§ What this task involves: Across the entries below, work out how many lines contain "into". Please give the number only.

(Beginning of Records)

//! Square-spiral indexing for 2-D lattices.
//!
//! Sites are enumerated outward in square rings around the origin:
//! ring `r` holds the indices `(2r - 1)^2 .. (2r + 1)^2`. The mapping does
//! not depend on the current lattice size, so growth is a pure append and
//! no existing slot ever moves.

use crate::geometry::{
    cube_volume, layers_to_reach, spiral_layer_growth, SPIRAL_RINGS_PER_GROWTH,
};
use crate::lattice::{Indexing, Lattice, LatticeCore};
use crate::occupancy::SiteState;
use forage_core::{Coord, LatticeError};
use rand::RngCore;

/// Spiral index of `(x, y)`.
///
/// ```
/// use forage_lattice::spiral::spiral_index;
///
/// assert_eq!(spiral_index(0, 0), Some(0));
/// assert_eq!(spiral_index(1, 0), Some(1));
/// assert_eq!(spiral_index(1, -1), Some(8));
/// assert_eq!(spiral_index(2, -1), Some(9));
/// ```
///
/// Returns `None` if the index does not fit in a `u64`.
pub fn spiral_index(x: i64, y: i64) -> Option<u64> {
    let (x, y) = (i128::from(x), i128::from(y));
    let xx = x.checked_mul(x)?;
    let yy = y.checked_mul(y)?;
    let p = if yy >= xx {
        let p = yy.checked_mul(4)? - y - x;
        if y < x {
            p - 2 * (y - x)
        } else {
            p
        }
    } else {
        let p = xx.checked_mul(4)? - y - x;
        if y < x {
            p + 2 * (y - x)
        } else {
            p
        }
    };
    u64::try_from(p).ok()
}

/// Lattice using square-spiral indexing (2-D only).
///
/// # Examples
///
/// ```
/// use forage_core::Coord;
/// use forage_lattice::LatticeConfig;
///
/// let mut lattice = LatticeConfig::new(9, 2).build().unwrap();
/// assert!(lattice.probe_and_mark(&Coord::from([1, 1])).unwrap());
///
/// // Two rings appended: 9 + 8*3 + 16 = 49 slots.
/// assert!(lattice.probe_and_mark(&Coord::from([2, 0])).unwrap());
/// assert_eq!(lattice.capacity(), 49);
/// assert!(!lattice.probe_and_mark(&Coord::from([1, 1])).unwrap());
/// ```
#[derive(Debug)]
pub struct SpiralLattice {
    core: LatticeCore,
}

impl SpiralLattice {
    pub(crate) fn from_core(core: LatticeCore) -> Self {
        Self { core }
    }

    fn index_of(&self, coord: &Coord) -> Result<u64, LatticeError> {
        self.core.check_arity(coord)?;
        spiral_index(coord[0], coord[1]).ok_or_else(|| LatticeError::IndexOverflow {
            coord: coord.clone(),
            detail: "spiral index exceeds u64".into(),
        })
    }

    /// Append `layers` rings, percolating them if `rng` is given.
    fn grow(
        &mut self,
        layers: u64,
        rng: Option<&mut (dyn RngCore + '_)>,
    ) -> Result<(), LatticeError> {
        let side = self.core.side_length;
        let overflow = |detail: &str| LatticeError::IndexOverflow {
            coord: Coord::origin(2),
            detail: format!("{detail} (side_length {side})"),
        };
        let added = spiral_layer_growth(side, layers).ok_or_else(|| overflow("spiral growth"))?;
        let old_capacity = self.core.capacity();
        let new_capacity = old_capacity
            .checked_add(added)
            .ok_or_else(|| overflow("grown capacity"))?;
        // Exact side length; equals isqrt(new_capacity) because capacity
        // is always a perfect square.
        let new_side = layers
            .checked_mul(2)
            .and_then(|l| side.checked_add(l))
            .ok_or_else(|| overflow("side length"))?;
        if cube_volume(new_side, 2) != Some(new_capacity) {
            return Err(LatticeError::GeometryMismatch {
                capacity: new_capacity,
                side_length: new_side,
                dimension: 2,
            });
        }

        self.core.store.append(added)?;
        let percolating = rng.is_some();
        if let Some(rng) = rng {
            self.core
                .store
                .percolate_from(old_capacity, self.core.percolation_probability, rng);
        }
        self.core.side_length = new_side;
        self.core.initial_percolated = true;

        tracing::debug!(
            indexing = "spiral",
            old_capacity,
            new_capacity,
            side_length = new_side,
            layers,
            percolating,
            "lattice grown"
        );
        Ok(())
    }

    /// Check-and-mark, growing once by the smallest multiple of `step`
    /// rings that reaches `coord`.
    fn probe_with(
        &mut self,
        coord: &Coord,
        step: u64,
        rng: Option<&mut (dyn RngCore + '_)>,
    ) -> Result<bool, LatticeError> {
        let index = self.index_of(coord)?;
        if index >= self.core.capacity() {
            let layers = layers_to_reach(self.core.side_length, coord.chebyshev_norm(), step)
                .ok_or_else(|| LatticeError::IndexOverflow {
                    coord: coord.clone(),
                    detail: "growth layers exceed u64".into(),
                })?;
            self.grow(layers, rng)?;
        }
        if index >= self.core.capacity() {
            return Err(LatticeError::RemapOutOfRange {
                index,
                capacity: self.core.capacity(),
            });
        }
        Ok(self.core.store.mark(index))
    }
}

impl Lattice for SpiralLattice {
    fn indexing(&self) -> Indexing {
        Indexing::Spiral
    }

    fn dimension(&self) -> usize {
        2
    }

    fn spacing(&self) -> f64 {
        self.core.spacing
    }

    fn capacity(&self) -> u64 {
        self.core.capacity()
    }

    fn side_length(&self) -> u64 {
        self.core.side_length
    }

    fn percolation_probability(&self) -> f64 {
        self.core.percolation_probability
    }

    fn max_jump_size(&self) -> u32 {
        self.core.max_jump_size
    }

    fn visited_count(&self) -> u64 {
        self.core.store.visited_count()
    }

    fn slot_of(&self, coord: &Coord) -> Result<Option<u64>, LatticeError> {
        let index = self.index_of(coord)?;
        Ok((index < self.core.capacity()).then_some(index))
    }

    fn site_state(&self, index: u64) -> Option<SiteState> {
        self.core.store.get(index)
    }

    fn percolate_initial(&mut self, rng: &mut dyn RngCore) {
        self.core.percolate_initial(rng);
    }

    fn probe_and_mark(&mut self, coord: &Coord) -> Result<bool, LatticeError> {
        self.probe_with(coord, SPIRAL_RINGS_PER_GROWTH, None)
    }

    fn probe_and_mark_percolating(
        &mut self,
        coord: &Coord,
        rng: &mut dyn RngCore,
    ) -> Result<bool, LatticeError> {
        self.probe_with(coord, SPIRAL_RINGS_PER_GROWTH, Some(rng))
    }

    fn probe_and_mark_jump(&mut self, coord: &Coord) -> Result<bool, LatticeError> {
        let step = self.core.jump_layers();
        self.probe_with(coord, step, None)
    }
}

(End of Records)

§ Your response: 2